- _WORK TO BE COMPLETED_
Report how many lines below contain the word "payload", giving the number and no other words.

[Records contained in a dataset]
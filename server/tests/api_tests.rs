// aquabulk/server/tests/api_tests.rs
mod common;

use actix_web::http::StatusCode;
use actix_web::test::{self, TestRequest};
use actix_web::{web, App};
use aquabulk::model::Role;
use aquabulk::store::{MarketStore, UnitOfWork};
use aquabulk_server::configure_app_routes;
use common::{as_principal, register, send, test_state, test_state_with_lock_wait, uuid_field, PASSWORD};
use futures_util::future::join;
use rust_decimal::Decimal;
use serde_json::{json, Value};
use std::time::Duration;
use uuid::Uuid;

fn decimal(value: &Value) -> Decimal {
  value
    .as_str()
    .and_then(|s| s.parse().ok())
    .unwrap_or_else(|| panic!("not a decimal: {}", value))
}

fn restock_req(seller: Uuid, model: &str, quantity: i32, unit_price: &str) -> TestRequest {
  as_principal(TestRequest::post().uri("/api/seller/products"), seller, "seller").set_json(json!({
    "model_name": model,
    "quantity": quantity,
    "unit_price": unit_price,
  }))
}

fn buy_req(buyer: Uuid, product_id: Uuid, quantity: i32) -> TestRequest {
  as_principal(TestRequest::post().uri("/api/buyer/buy"), buyer, "buyer")
    .set_json(json!({ "product_id": product_id, "quantity": quantity }))
}

fn add_to_cart_req(buyer: Uuid, product_id: Uuid, quantity: i32) -> TestRequest {
  as_principal(TestRequest::post().uri("/api/buyer/cart"), buyer, "buyer")
    .set_json(json!({ "product_id": product_id, "quantity": quantity }))
}

#[actix_rt::test]
async fn health_endpoint_responds() {
  let state = test_state();
  let app = test::init_service(App::new().app_data(web::Data::new(state)).configure(configure_app_routes)).await;

  let (status, body) = send(&app, TestRequest::get().uri("/api/health").to_request()).await;
  assert_eq!(status, StatusCode::OK);
  assert_eq!(body["status"], "ok");
}

#[actix_rt::test]
async fn register_then_login() {
  let state = test_state();
  let app = test::init_service(App::new().app_data(web::Data::new(state)).configure(configure_app_routes)).await;

  let req = TestRequest::post()
    .uri("/api/register")
    .set_json(json!({ "username": "Clearwater Springs", "password": PASSWORD, "role": "seller" }))
    .to_request();
  let (status, body) = send(&app, req).await;
  assert_eq!(status, StatusCode::CREATED);
  assert_eq!(body["role"], "seller");
  assert!(body.get("password_hash").is_none());
  let user_id = uuid_field(&body, "user_id");

  let req = TestRequest::post()
    .uri("/api/login")
    .set_json(json!({ "username": "Clearwater Springs", "password": PASSWORD }))
    .to_request();
  let (status, body) = send(&app, req).await;
  assert_eq!(status, StatusCode::OK);
  assert_eq!(uuid_field(&body, "user_id"), user_id);
  assert_eq!(body["username"], "Clearwater Springs");

  let req = TestRequest::post()
    .uri("/api/login")
    .set_json(json!({ "username": "Clearwater Springs", "password": "wrong-pass" }))
    .to_request();
  assert_eq!(send(&app, req).await.0, StatusCode::UNAUTHORIZED);

  let req = TestRequest::post()
    .uri("/api/login")
    .set_json(json!({ "username": "Nobody", "password": PASSWORD }))
    .to_request();
  assert_eq!(send(&app, req).await.0, StatusCode::NOT_FOUND);
}

#[actix_rt::test]
async fn register_rejects_bad_input() {
  let state = test_state();
  register(&state, "Taken", Role::Buyer).await;
  let app = test::init_service(App::new().app_data(web::Data::new(state)).configure(configure_app_routes)).await;

  for payload in [
    json!({ "username": "Someone", "password": PASSWORD, "role": "admin" }),
    json!({ "username": "   ", "password": PASSWORD, "role": "buyer" }),
    json!({ "username": "Someone", "password": "abc", "role": "buyer" }),
    json!({ "username": "Taken", "password": PASSWORD, "role": "buyer" }),
  ] {
    let req = TestRequest::post().uri("/api/register").set_json(&payload).to_request();
    let (status, _) = send(&app, req).await;
    assert_eq!(status, StatusCode::BAD_REQUEST, "payload {} was accepted", payload);
  }
}

#[actix_rt::test]
async fn principal_headers_are_required_and_role_checked() {
  let state = test_state();
  let seller = register(&state, "Clearwater Springs", Role::Seller).await;
  let buyer = register(&state, "Harbor Grocers", Role::Buyer).await;
  let app = test::init_service(App::new().app_data(web::Data::new(state)).configure(configure_app_routes)).await;

  let (status, _) = send(&app, TestRequest::get().uri("/api/buyer/products").to_request()).await;
  assert_eq!(status, StatusCode::UNAUTHORIZED);

  let req = TestRequest::get()
    .uri("/api/buyer/products")
    .insert_header(("X-User-ID", "garbled"))
    .insert_header(("X-User-Role", "buyer"))
    .to_request();
  assert_eq!(send(&app, req).await.0, StatusCode::UNAUTHORIZED);

  let req = as_principal(TestRequest::get().uri("/api/buyer/products"), seller, "seller").to_request();
  let (status, body) = send(&app, req).await;
  assert_eq!(status, StatusCode::FORBIDDEN);
  assert!(body["error"].as_str().unwrap().contains("Not a buyer"));

  let req = restock_req(buyer, "Still 500ml", 5, "2.00").to_request();
  assert_eq!(send(&app, req).await.0, StatusCode::FORBIDDEN);
}

#[actix_rt::test]
async fn restock_merges_and_shows_in_catalogue() {
  let state = test_state();
  let seller = register(&state, "Clearwater Springs", Role::Seller).await;
  let buyer = register(&state, "Harbor Grocers", Role::Buyer).await;
  let app = test::init_service(App::new().app_data(web::Data::new(state)).configure(configure_app_routes)).await;

  let (status, first) = send(&app, restock_req(seller, "Model-X", 10, "1.50").to_request()).await;
  assert_eq!(status, StatusCode::CREATED);
  let (status, second) = send(&app, restock_req(seller, "Model-X", 5, "1.50").to_request()).await;
  assert_eq!(status, StatusCode::CREATED);
  assert_eq!(first["product"]["id"], second["product"]["id"]);
  assert_eq!(second["product"]["quantity"], 15);

  let (status, _) = send(&app, restock_req(seller, "Model-X", 5, "1.75").to_request()).await;
  assert_eq!(status, StatusCode::CREATED);

  let req = as_principal(TestRequest::get().uri("/api/seller/inventory"), seller, "seller").to_request();
  let (status, inventory) = send(&app, req).await;
  assert_eq!(status, StatusCode::OK);
  assert_eq!(inventory.as_array().unwrap().len(), 2);

  let req = as_principal(TestRequest::get().uri("/api/buyer/products"), buyer, "buyer").to_request();
  let (status, catalogue) = send(&app, req).await;
  assert_eq!(status, StatusCode::OK);
  let catalogue = catalogue.as_array().unwrap();
  assert_eq!(catalogue.len(), 2);
  assert!(catalogue.iter().all(|l| l["seller_name"] == "Clearwater Springs"));

  for (quantity, price) in [(0, "1.50"), (5, "0"), (5, "1.505")] {
    let (status, _) = send(&app, restock_req(seller, "Model-Y", quantity, price).to_request()).await;
    assert_eq!(status, StatusCode::BAD_REQUEST);
  }
}

#[actix_rt::test]
async fn purchase_maps_each_outcome_to_its_status() {
  let state = test_state();
  let seller = register(&state, "Clearwater Springs", Role::Seller).await;
  let buyer = register(&state, "Harbor Grocers", Role::Buyer).await;
  let app = test::init_service(App::new().app_data(web::Data::new(state)).configure(configure_app_routes)).await;

  let (_, restocked) = send(&app, restock_req(seller, "Still 500ml", 5, "2.00").to_request()).await;
  let product_id = uuid_field(&restocked["product"], "id");

  let (status, body) = send(&app, buy_req(buyer, product_id, 3).to_request()).await;
  assert_eq!(status, StatusCode::CREATED);
  assert_eq!(decimal(&body["order"]["total_price"]), Decimal::new(600, 2));
  assert_eq!(uuid_field(&body["order"], "seller_id"), seller);

  let (status, body) = send(&app, buy_req(buyer, product_id, 3).to_request()).await;
  assert_eq!(status, StatusCode::CONFLICT);
  assert_eq!(uuid_field(&body, "product_id"), product_id);
  assert_eq!(body["requested"], 3);
  assert_eq!(body["available"], 2);

  assert_eq!(send(&app, buy_req(buyer, product_id, 0).to_request()).await.0, StatusCode::BAD_REQUEST);
  assert_eq!(send(&app, buy_req(buyer, Uuid::new_v4(), 1).to_request()).await.0, StatusCode::NOT_FOUND);

  let req = as_principal(TestRequest::get().uri("/api/buyer/orders"), buyer, "buyer").to_request();
  let (status, orders) = send(&app, req).await;
  assert_eq!(status, StatusCode::OK);
  let orders = orders.as_array().unwrap();
  assert_eq!(orders.len(), 1);
  assert_eq!(orders[0]["seller_name"], "Clearwater Springs");
}

#[actix_rt::test]
async fn concurrent_purchases_do_not_oversell() {
  let state = test_state();
  let seller = register(&state, "Clearwater Springs", Role::Seller).await;
  let buyer = register(&state, "Harbor Grocers", Role::Buyer).await;
  let other_buyer = register(&state, "Hilltop Cafe", Role::Buyer).await;
  let app = test::init_service(App::new().app_data(web::Data::new(state)).configure(configure_app_routes)).await;

  let (_, restocked) = send(&app, restock_req(seller, "Still 500ml", 5, "2.00").to_request()).await;
  let product_id = uuid_field(&restocked["product"], "id");

  let ((first, _), (second, _)) = join(
    send(&app, buy_req(buyer, product_id, 3).to_request()),
    send(&app, buy_req(other_buyer, product_id, 3).to_request()),
  )
  .await;
  let mut statuses = vec![first.as_u16(), second.as_u16()];
  statuses.sort_unstable();
  assert_eq!(statuses, vec![201, 409]);

  let req = as_principal(TestRequest::get().uri("/api/seller/inventory"), seller, "seller").to_request();
  let (_, inventory) = send(&app, req).await;
  assert_eq!(inventory[0]["quantity"], 2);
}

#[actix_rt::test]
async fn checkout_is_all_or_nothing() {
  let state = test_state();
  let seller = register(&state, "Clearwater Springs", Role::Seller).await;
  let buyer = register(&state, "Harbor Grocers", Role::Buyer).await;
  let app = test::init_service(App::new().app_data(web::Data::new(state)).configure(configure_app_routes)).await;

  let (_, a) = send(&app, restock_req(seller, "Sparkling 1L", 10, "3.00").to_request()).await;
  let (_, b) = send(&app, restock_req(seller, "Still 5L", 1, "4.00").to_request()).await;
  let a = uuid_field(&a["product"], "id");
  let b = uuid_field(&b["product"], "id");

  assert_eq!(send(&app, add_to_cart_req(buyer, a, 2).to_request()).await.0, StatusCode::OK);
  assert_eq!(send(&app, add_to_cart_req(buyer, b, 100).to_request()).await.0, StatusCode::OK);

  let checkout = || as_principal(TestRequest::post().uri("/api/buyer/checkout"), buyer, "buyer").to_request();
  let (status, body) = send(&app, checkout()).await;
  assert_eq!(status, StatusCode::CONFLICT);
  assert_eq!(uuid_field(&body, "product_id"), b);

  let view_cart = || as_principal(TestRequest::get().uri("/api/buyer/cart"), buyer, "buyer").to_request();
  let (_, cart) = send(&app, view_cart()).await;
  assert_eq!(cart["items"].as_array().unwrap().len(), 2);

  let req = as_principal(TestRequest::get().uri("/api/seller/inventory"), seller, "seller").to_request();
  let (_, inventory) = send(&app, req).await;
  let a_on_hand = inventory
    .as_array()
    .unwrap()
    .iter()
    .find(|l| uuid_field(l, "id") == a)
    .map(|l| l["quantity"].clone());
  assert_eq!(a_on_hand, Some(json!(10)));

  let req = as_principal(TestRequest::get().uri("/api/buyer/orders"), buyer, "buyer").to_request();
  let (_, orders) = send(&app, req).await;
  assert!(orders.as_array().unwrap().is_empty());

  let clear = as_principal(TestRequest::delete().uri("/api/buyer/cart"), buyer, "buyer").to_request();
  let (status, body) = send(&app, clear).await;
  assert_eq!(status, StatusCode::OK);
  assert_eq!(body["removed"], 2);

  let (status, _) = send(&app, checkout()).await;
  assert_eq!(status, StatusCode::BAD_REQUEST);

  send(&app, add_to_cart_req(buyer, a, 2).to_request()).await;
  send(&app, add_to_cart_req(buyer, b, 1).to_request()).await;
  let (_, cart) = send(&app, view_cart()).await;
  assert_eq!(decimal(&cart["total"]), Decimal::new(1000, 2));

  let (status, body) = send(&app, checkout()).await;
  assert_eq!(status, StatusCode::OK);
  assert_eq!(body["orders"].as_array().unwrap().len(), 2);
  assert_eq!(decimal(&body["total"]), Decimal::new(1000, 2));

  let (_, cart) = send(&app, view_cart()).await;
  assert!(cart["items"].as_array().unwrap().is_empty());

  let req = as_principal(TestRequest::get().uri("/api/seller/orders"), seller, "seller").to_request();
  let (status, body) = send(&app, req).await;
  assert_eq!(status, StatusCode::OK);
  assert_eq!(body["orders"].as_array().unwrap().len(), 2);
  assert_eq!(decimal(&body["totalRevenue"]), Decimal::new(1000, 2));
  assert!(body["orders"]
    .as_array()
    .unwrap()
    .iter()
    .all(|o| o["buyer_name"] == "Harbor Grocers"));
}

#[actix_rt::test]
async fn seller_without_orders_has_zero_revenue() {
  let state = test_state();
  let seller = register(&state, "Alpine Source", Role::Seller).await;
  let app = test::init_service(App::new().app_data(web::Data::new(state)).configure(configure_app_routes)).await;

  let req = as_principal(TestRequest::get().uri("/api/seller/orders"), seller, "seller").to_request();
  let (status, body) = send(&app, req).await;
  assert_eq!(status, StatusCode::OK);
  assert!(body["orders"].as_array().unwrap().is_empty());
  assert_eq!(decimal(&body["totalRevenue"]), Decimal::ZERO);
}

#[actix_rt::test]
async fn busy_listing_yields_service_unavailable() {
  let state = test_state_with_lock_wait(Duration::from_millis(50));
  let seller = register(&state, "Clearwater Springs", Role::Seller).await;
  let buyer = register(&state, "Harbor Grocers", Role::Buyer).await;
  let listing = state
    .market
    .inventory
    .restock(seller, "Still 500ml", Decimal::new(200, 2), 5)
    .await
    .unwrap();
  let store = state.market.store().clone();
  let app = test::init_service(App::new().app_data(web::Data::new(state)).configure(configure_app_routes)).await;

  let mut holder = store.begin().await.unwrap();
  holder.lock_listing(listing.id).await.unwrap();

  let (status, body) = send(&app, buy_req(buyer, listing.id, 1).to_request()).await;
  assert_eq!(status, StatusCode::SERVICE_UNAVAILABLE);
  assert_eq!(uuid_field(&body, "product_id"), listing.id);

  holder.rollback().await.unwrap();
  let (status, _) = send(&app, buy_req(buyer, listing.id, 1).to_request()).await;
  assert_eq!(status, StatusCode::CREATED);
}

- _SOLUTION TO THE EXERCISE_
3